▸ **AIM OF THE TASK**
Transcribe, word for word and without additions, each line below from the one containing "assert_eq!(counts[0], 5);" through the one containing "assert!(members.contains(&vec![0]));", both ends included.

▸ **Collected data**
************
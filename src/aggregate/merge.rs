//! Greedy per-class merging of duplicate detections.
//!
//! Chips overlap, so one object near a chip boundary is usually reported
//! by every chip that sees it. Within each class, detections are visited
//! from highest to lowest score; each unresolved detection becomes a seed
//! and absorbs every unresolved detection of the same class whose box
//! overlaps it with IOU at or above the threshold. The merged detection
//! keeps the seed's box and score.

use super::GlobalDetection;
use crate::geometry::{BoundingBox, GeometryError};
use rayon::prelude::*;
use rstar::{AABB, RTree, RTreeObject};
use serde::{Deserialize, Serialize};
use std::collections::BTreeMap;
use tracing::{debug, warn};

/// A group of detections merged into one.
#[derive(Debug, Clone, PartialEq, Serialize, Deserialize)]
pub struct MergedDetection {
    /// Class identifier.
    pub class_id: u32,
    /// Highest score in the group.
    pub score: f32,
    /// Box of the highest-scoring detection.
    pub bbox: BoundingBox,
    /// Id of the detection whose box was kept.
    pub seed: usize,
    /// Chip the seed came from.
    pub chip: usize,
    /// Ids of every detection in the group, ascending.
    pub members: Vec<usize>,
}

impl MergedDetection {
    /// Number of detections in the group.
    pub fn merged_count(&self) -> usize {
        self.members.len()
    }

    /// View as a single detection identified by its seed.
    pub fn as_global(&self) -> GlobalDetection {
        GlobalDetection {
            id: self.seed,
            chip: self.chip,
            bbox: self.bbox,
            class_id: self.class_id,
            score: self.score,
        }
    }
}

/// A detection left out of merging because its box is malformed.
#[derive(Debug, Clone, Copy, PartialEq, Eq, Serialize, Deserialize)]
pub struct SkippedDetection {
    /// Detection id.
    pub id: usize,
    /// What was wrong with it.
    pub error: GeometryError,
}

/// Result of [`merge_detections`].
#[derive(Debug, Clone, Default, PartialEq)]
pub struct MergeOutcome {
    /// Merged detections, ascending by class, then descending by score.
    pub detections: Vec<MergedDetection>,
    /// Number of detections absorbed into another.
    pub merges: usize,
    /// Detections dropped for malformed geometry.
    pub skipped: Vec<SkippedDetection>,
}

struct Candidate {
    index: usize,
    envelope: AABB<[f64; 2]>,
}

impl RTreeObject for Candidate {
    type Envelope = AABB<[f64; 2]>;

    fn envelope(&self) -> Self::Envelope {
        self.envelope
    }
}

fn envelope_of(bbox: &BoundingBox) -> AABB<[f64; 2]> {
    let (lo, hi) = bbox.corners();
    AABB::from_corners(lo, hi)
}

/// Merge duplicate detections.
///
/// Two detections of the same class merge when their boxes share positive
/// area and their IOU is at least `min(merge_thresh, 1)`. A threshold of
/// zero merges any overlap; a threshold of one or more merges only
/// identical boxes. Classes are processed in parallel on the current rayon
/// pool; the result does not depend on thread count.
pub fn merge_detections(detections: &[GlobalDetection], merge_thresh: f64) -> MergeOutcome {
    let thresh = merge_thresh.clamp(0.0, 1.0);

    let mut skipped = Vec::new();
    let mut by_class: BTreeMap<u32, Vec<&GlobalDetection>> = BTreeMap::new();
    for detection in detections {
        match detection.bbox.validate() {
            Ok(()) => by_class.entry(detection.class_id).or_default().push(detection),
            Err(error) => {
                warn!(
                    "Skipping detection {} from chip {}: {}",
                    detection.id, detection.chip, error
                );
                skipped.push(SkippedDetection {
                    id: detection.id,
                    error,
                });
            }
        }
    }

    let classes: Vec<Vec<&GlobalDetection>> = by_class.into_values().collect();
    let detections: Vec<MergedDetection> = classes
        .into_par_iter()
        .map(|class| merge_class(class, thresh))
        .flatten()
        .collect();

    let merges = detections.iter().map(|d| d.members.len() - 1).sum();
    debug!(
        "Merged to {} detections ({} absorbed, {} skipped)",
        detections.len(),
        merges,
        skipped.len()
    );

    MergeOutcome {
        detections,
        merges,
        skipped,
    }
}

/// Greedy merge of one class. Every input box is valid.
fn merge_class(mut arena: Vec<&GlobalDetection>, thresh: f64) -> Vec<MergedDetection> {
    arena.sort_by(|a, b| b.score.total_cmp(&a.score).then(a.id.cmp(&b.id)));

    let tree = RTree::bulk_load(
        arena
            .iter()
            .enumerate()
            .map(|(index, d)| Candidate {
                index,
                envelope: envelope_of(&d.bbox),
            })
            .collect(),
    );

    let mut resolved = vec![false; arena.len()];
    let mut merged = Vec::new();

    for seed_index in 0..arena.len() {
        if resolved[seed_index] {
            continue;
        }
        resolved[seed_index] = true;
        let seed = arena[seed_index];

        let mut members = vec![seed.id];
        for neighbour in tree.locate_in_envelope_intersecting(&envelope_of(&seed.bbox)) {
            let index = neighbour.index;
            if resolved[index] {
                continue;
            }
            let candidate = arena[index];
            if seed.bbox.intersection_area(&candidate.bbox) > 0.0
                && seed.bbox.iou(&candidate.bbox) >= thresh
            {
                resolved[index] = true;
                members.push(candidate.id);
            }
        }
        members.sort_unstable();

        merged.push(MergedDetection {
            class_id: seed.class_id,
            score: seed.score,
            bbox: seed.bbox,
            seed: seed.id,
            chip: seed.chip,
            members,
        });
    }

    merged
}

#[cfg(test)]
#[allow(clippy::unwrap_used, clippy::float_cmp)]
mod tests {
    use super::*;

    fn det(id: usize, class_id: u32, score: f32, bbox: [f64; 4]) -> GlobalDetection {
        GlobalDetection {
            id,
            chip: id,
            bbox: BoundingBox::new(bbox[0], bbox[1], bbox[2], bbox[3]),
            class_id,
            score,
        }
    }

    /// Duplicates of one object, as produced by overlapping chips.
    fn cluster() -> Vec<GlobalDetection> {
        vec![
            det(0, 1, 0.70, [100.0, 100.0, 140.0, 140.0]),
            det(1, 1, 0.95, [102.0, 101.0, 141.0, 139.0]),
            det(2, 1, 0.60, [110.0, 110.0, 150.0, 150.0]),
            det(3, 1, 0.80, [125.0, 125.0, 165.0, 165.0]),
            det(4, 1, 0.50, [500.0, 500.0, 520.0, 520.0]),
        ]
    }

    #[test]
    fn test_keeps_highest_score_geometry() {
        let outcome = merge_detections(&cluster()[..2], 0.5);
        assert_eq!(outcome.detections.len(), 1);
        let merged = &outcome.detections[0];
        assert_eq!(merged.seed, 1);
        assert_eq!(merged.score, 0.95);
        assert_eq!(merged.bbox, BoundingBox::new(102.0, 101.0, 141.0, 139.0));
        assert_eq!(merged.members, vec![0, 1]);
        assert_eq!(outcome.merges, 1);
    }

    #[test]
    fn test_classes_never_merge() {
        let detections = vec![
            det(0, 2, 0.9, [0.0, 0.0, 10.0, 10.0]),
            det(1, 1, 0.8, [0.0, 0.0, 10.0, 10.0]),
        ];
        let outcome = merge_detections(&detections, 0.0);
        assert_eq!(outcome.detections.len(), 2);
        assert_eq!(outcome.detections[0].class_id, 1);
        assert_eq!(outcome.detections[1].class_id, 2);
    }

    #[test]
    fn test_merge_is_idempotent() {
        for thresh in [0.0, 0.05, 0.3, 0.7, 1.0] {
            let first = merge_detections(&cluster(), thresh);
            let again: Vec<GlobalDetection> =
                first.detections.iter().map(MergedDetection::as_global).collect();
            let second = merge_detections(&again, thresh);
            assert_eq!(second.merges, 0, "thresh {thresh}");
            let boxes = |o: &MergeOutcome| o.detections.iter().map(|d| d.bbox).collect::<Vec<_>>();
            assert_eq!(boxes(&first), boxes(&second), "thresh {thresh}");
        }
    }

    #[test]
    fn test_duplicate_cluster_count_shrinks_as_threshold_drops() {
        let thresholds = [1.0, 0.8, 0.5, 0.3, 0.1, 0.05, 0.0];
        let counts: Vec<usize> = thresholds
            .iter()
            .map(|&t| merge_detections(&cluster(), t).detections.len())
            .collect();
        assert!(counts.windows(2).all(|w| w[1] <= w[0]), "{counts:?}");
        assert_eq!(counts[0], 5);
        assert_eq!(*counts.last().unwrap(), 2);
    }

    #[test]
    fn test_lower_threshold_can_yield_more_detections() {
        // A strip between two halves of a larger box: the strip outscores
        // the box and only absorbs it at a low threshold.
        let detections = vec![
            det(0, 1, 0.9, [4.0, 0.0, 6.0, 10.0]),
            det(1, 1, 0.8, [0.0, 0.0, 10.0, 10.0]),
            det(2, 1, 0.7, [0.0, 0.0, 4.0, 10.0]),
            det(3, 1, 0.6, [6.0, 0.0, 10.0, 10.0]),
        ];

        let high = merge_detections(&detections, 0.3);
        assert_eq!(high.detections.len(), 2);
        assert_eq!(high.merges, 2);
        let members: Vec<_> = high.detections.iter().map(|d| d.members.clone()).collect();
        assert!(members.contains(&vec![0]));
        assert!(members.contains(&vec![1, 2, 3]));

        let low = merge_detections(&detections, 0.1);
        assert_eq!(low.detections.len(), 3);
        assert_eq!(low.merges, 1);
        let members: Vec<_> = low.detections.iter().map(|d| d.members.clone()).collect();
        assert!(members.contains(&vec![0, 1]));
    }

    #[test]
    fn test_zero_threshold_requires_positive_overlap() {
        let detections = vec![
            det(0, 1, 0.9, [0.0, 0.0, 10.0, 10.0]),
            det(1, 1, 0.8, [10.0, 0.0, 20.0, 10.0]),
            det(2, 1, 0.7, [9.0, 9.0, 30.0, 30.0]),
        ];
        let outcome = merge_detections(&detections, 0.0);
        assert_eq!(outcome.detections.len(), 2);
        assert_eq!(outcome.detections[0].members, vec![0, 2]);
        assert_eq!(outcome.detections[1].members, vec![1]);
    }

    #[test]
    fn test_threshold_above_one_merges_only_identical() {
        let detections = vec![
            det(0, 1, 0.9, [0.0, 0.0, 10.0, 10.0]),
            det(1, 1, 0.8, [0.0, 0.0, 10.0, 10.0]),
            det(2, 1, 0.7, [0.0, 0.0, 10.0, 10.5]),
        ];
        let outcome = merge_detections(&detections, 1.5);
        assert_eq!(outcome.detections.len(), 2);
        assert_eq!(outcome.detections[0].members, vec![0, 1]);
    }

    #[test]
    fn test_equal_scores_break_ties_by_id() {
        let detections = vec![
            det(7, 1, 0.5, [0.0, 0.0, 10.0, 10.0]),
            det(3, 1, 0.5, [1.0, 1.0, 11.0, 11.0]),
        ];
        let outcome = merge_detections(&detections, 0.1);
        assert_eq!(outcome.detections[0].seed, 3);
    }

    #[test]
    fn test_malformed_boxes_are_skipped() {
        let detections = vec![
            det(0, 1, 0.9, [0.0, 0.0, 10.0, 10.0]),
            det(1, 1, 0.8, [f64::NAN, 0.0, 10.0, 10.0]),
            det(2, 1, 0.7, [5.0, 5.0, 5.0, 9.0]),
        ];
        let outcome = merge_detections(&detections, 0.5);
        assert_eq!(outcome.detections.len(), 1);
        assert_eq!(
            outcome.skipped,
            vec![
                SkippedDetection {
                    id: 1,
                    error: GeometryError::NonFinite
                },
                SkippedDetection {
                    id: 2,
                    error: GeometryError::Degenerate
                },
            ]
        );
    }

    #[test]
    fn test_result_independent_of_thread_count() {
        let mut detections = cluster();
        for i in 0..40u32 {
            let offset = f64::from(i) * 7.0;
            let score = 0.5 + f32::from(u16::try_from(i).unwrap()) / 100.0;
            let bbox = [offset, offset, offset + 20.0, offset + 20.0];
            detections.push(det(10 + i as usize, i % 3, score, bbox));
        }
        let single = rayon::ThreadPoolBuilder::new().num_threads(1).build().unwrap();
        let many = rayon::ThreadPoolBuilder::new().num_threads(4).build().unwrap();
        let a = single.install(|| merge_detections(&detections, 0.2));
        let b = many.install(|| merge_detections(&detections, 0.2));
        assert_eq!(a, b);
    }
}
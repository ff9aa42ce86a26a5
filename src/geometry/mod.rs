//! Planar geometry used by reprojection, merging and mask filtering.

mod bbox;
mod polygon;

pub use bbox::BoundingBox;
pub use polygon::{Point, Polygon};

use serde::{Deserialize, Serialize};

/// A geometry that cannot take part in area computations.
#[derive(Debug, Clone, Copy, PartialEq, Eq, Serialize, Deserialize, thiserror::Error)]
#[serde(rename_all = "snake_case")]
pub enum GeometryError {
    /// A coordinate is NaN or infinite.
    #[error("coordinate is not finite")]
    NonFinite,
    /// Zero or negative width or height.
    #[error("box has no area")]
    Degenerate,
    /// A polygon ring with fewer than three distinct vertices.
    #[error("polygon ring has fewer than 3 vertices")]
    TooFewVertices,
}
//! Simple polygons and intersection predicates.

use super::GeometryError;
use serde::{Deserialize, Serialize};

/// A 2D point.
#[derive(Debug, Clone, Copy, PartialEq, Serialize, Deserialize)]
pub struct Point {
    /// Horizontal coordinate.
    pub x: f64,
    /// Vertical coordinate.
    pub y: f64,
}

impl Point {
    /// Create a point.
    pub const fn new(x: f64, y: f64) -> Self {
        Self { x, y }
    }
}

/// A simple polygon ring.
///
/// Stored open: the closing vertex is implied, and a repeated first vertex
/// at the end of the input is dropped.
#[derive(Debug, Clone, PartialEq, Serialize, Deserialize)]
pub struct Polygon {
    points: Vec<Point>,
}

impl Polygon {
    /// Create a ring from its vertices.
    pub fn new(mut points: Vec<Point>) -> Self {
        if points.len() > 1 && points.first() == points.last() {
            points.pop();
        }
        Self { points }
    }

    /// Build a ring from `[x, y, ...]` positions, ignoring extra ordinates.
    pub fn from_positions(positions: &[Vec<f64>]) -> Result<Self, GeometryError> {
        let points = positions
            .iter()
            .map(|p| match p.as_slice() {
                [x, y, ..] => Ok(Point::new(*x, *y)),
                _ => Err(GeometryError::TooFewVertices),
            })
            .collect::<Result<Vec<_>, _>>()?;
        let polygon = Self::new(points);
        polygon.validate()?;
        Ok(polygon)
    }

    /// Vertices of the open ring.
    pub fn points(&self) -> &[Point] {
        &self.points
    }

    /// Check the ring has at least three finite vertices.
    pub fn validate(&self) -> Result<(), GeometryError> {
        if self.points.iter().any(|p| !p.x.is_finite() || !p.y.is_finite()) {
            return Err(GeometryError::NonFinite);
        }
        if self.points.len() < 3 {
            return Err(GeometryError::TooFewVertices);
        }
        Ok(())
    }

    /// Closed ring as `[x, y]` positions, first vertex repeated at the end.
    pub fn closed_positions(&self) -> Vec<[f64; 2]> {
        let mut out: Vec<[f64; 2]> = self.points.iter().map(|p| [p.x, p.y]).collect();
        if let Some(first) = out.first().copied() {
            out.push(first);
        }
        out
    }

    /// Envelope corners as `([xmin, ymin], [xmax, ymax])`.
    pub fn envelope(&self) -> ([f64; 2], [f64; 2]) {
        let mut min = [f64::INFINITY, f64::INFINITY];
        let mut max = [f64::NEG_INFINITY, f64::NEG_INFINITY];
        for p in &self.points {
            min[0] = min[0].min(p.x);
            min[1] = min[1].min(p.y);
            max[0] = max[0].max(p.x);
            max[1] = max[1].max(p.y);
        }
        (min, max)
    }

    /// Ring edges, including the closing edge.
    pub fn edges(&self) -> impl Iterator<Item = (Point, Point)> + '_ {
        let n = self.points.len();
        (0..n).map(move |i| (self.points[i], self.points[(i + 1) % n]))
    }

    /// Strict interior test (even-odd rule).
    pub fn contains_point(&self, p: Point) -> bool {
        let mut inside = false;
        for (a, b) in self.edges() {
            if (a.y > p.y) != (b.y > p.y) {
                let x_cross = a.x + (p.y - a.y) * (b.x - a.x) / (b.y - a.y);
                if p.x < x_cross {
                    inside = !inside;
                }
            }
        }
        inside
    }

    /// Whether any edge of `self` touches or crosses any edge of `other`.
    pub fn edges_intersect(&self, other: &Self) -> bool {
        self.edges()
            .any(|(a, b)| other.edges().any(|(c, d)| segments_intersect(a, b, c, d)))
    }

    /// Whether the two rings share any point (boundary contact included).
    pub fn intersects(&self, other: &Self) -> bool {
        if self.points.is_empty() || other.points.is_empty() {
            return false;
        }
        self.edges_intersect(other)
            || other.contains_point(self.points[0])
            || self.contains_point(other.points[0])
    }
}

fn orientation(a: Point, b: Point, c: Point) -> f64 {
    (b.x - a.x) * (c.y - a.y) - (b.y - a.y) * (c.x - a.x)
}

fn on_segment(a: Point, b: Point, p: Point) -> bool {
    p.x >= a.x.min(b.x) && p.x <= a.x.max(b.x) && p.y >= a.y.min(b.y) && p.y <= a.y.max(b.y)
}

fn segments_intersect(p1: Point, p2: Point, q1: Point, q2: Point) -> bool {
    let d1 = orientation(q1, q2, p1);
    let d2 = orientation(q1, q2, p2);
    let d3 = orientation(p1, p2, q1);
    let d4 = orientation(p1, p2, q2);

    if ((d1 > 0.0 && d2 < 0.0) || (d1 < 0.0 && d2 > 0.0))
        && ((d3 > 0.0 && d4 < 0.0) || (d3 < 0.0 && d4 > 0.0))
    {
        return true;
    }

    (d1 == 0.0 && on_segment(q1, q2, p1))
        || (d2 == 0.0 && on_segment(q1, q2, p2))
        || (d3 == 0.0 && on_segment(p1, p2, q1))
        || (d4 == 0.0 && on_segment(p1, p2, q2))
}
//! Geochip CLI entry point.

#![allow(clippy::print_stdout)]
#![allow(clippy::print_stderr)]

fn main() {
    if let Err(e) = geochip::run() {
        eprintln!("error: {e}");
        std::process::exit(1);
    }
}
************
▸ **TASK RESPONSE**
        assert_eq!(counts[0], 5);
        assert_eq!(*counts.last().unwrap(), 2);
    }

    #[test]
    fn test_lower_threshold_can_yield_more_detections() {
        // A strip between two halves of a larger box: the strip outscores
        // the box and only absorbs it at a low threshold.
        let detections = vec![
            det(0, 1, 0.9, [4.0, 0.0, 6.0, 10.0]),
            det(1, 1, 0.8, [0.0, 0.0, 10.0, 10.0]),
            det(2, 1, 0.7, [0.0, 0.0, 4.0, 10.0]),
            det(3, 1, 0.6, [6.0, 0.0, 10.0, 10.0]),
        ];

        let high = merge_detections(&detections, 0.3);
        assert_eq!(high.detections.len(), 2);
        assert_eq!(high.merges, 2);
        let members: Vec<_> = high.detections.iter().map(|d| d.members.clone()).collect();
        assert!(members.contains(&vec![0]));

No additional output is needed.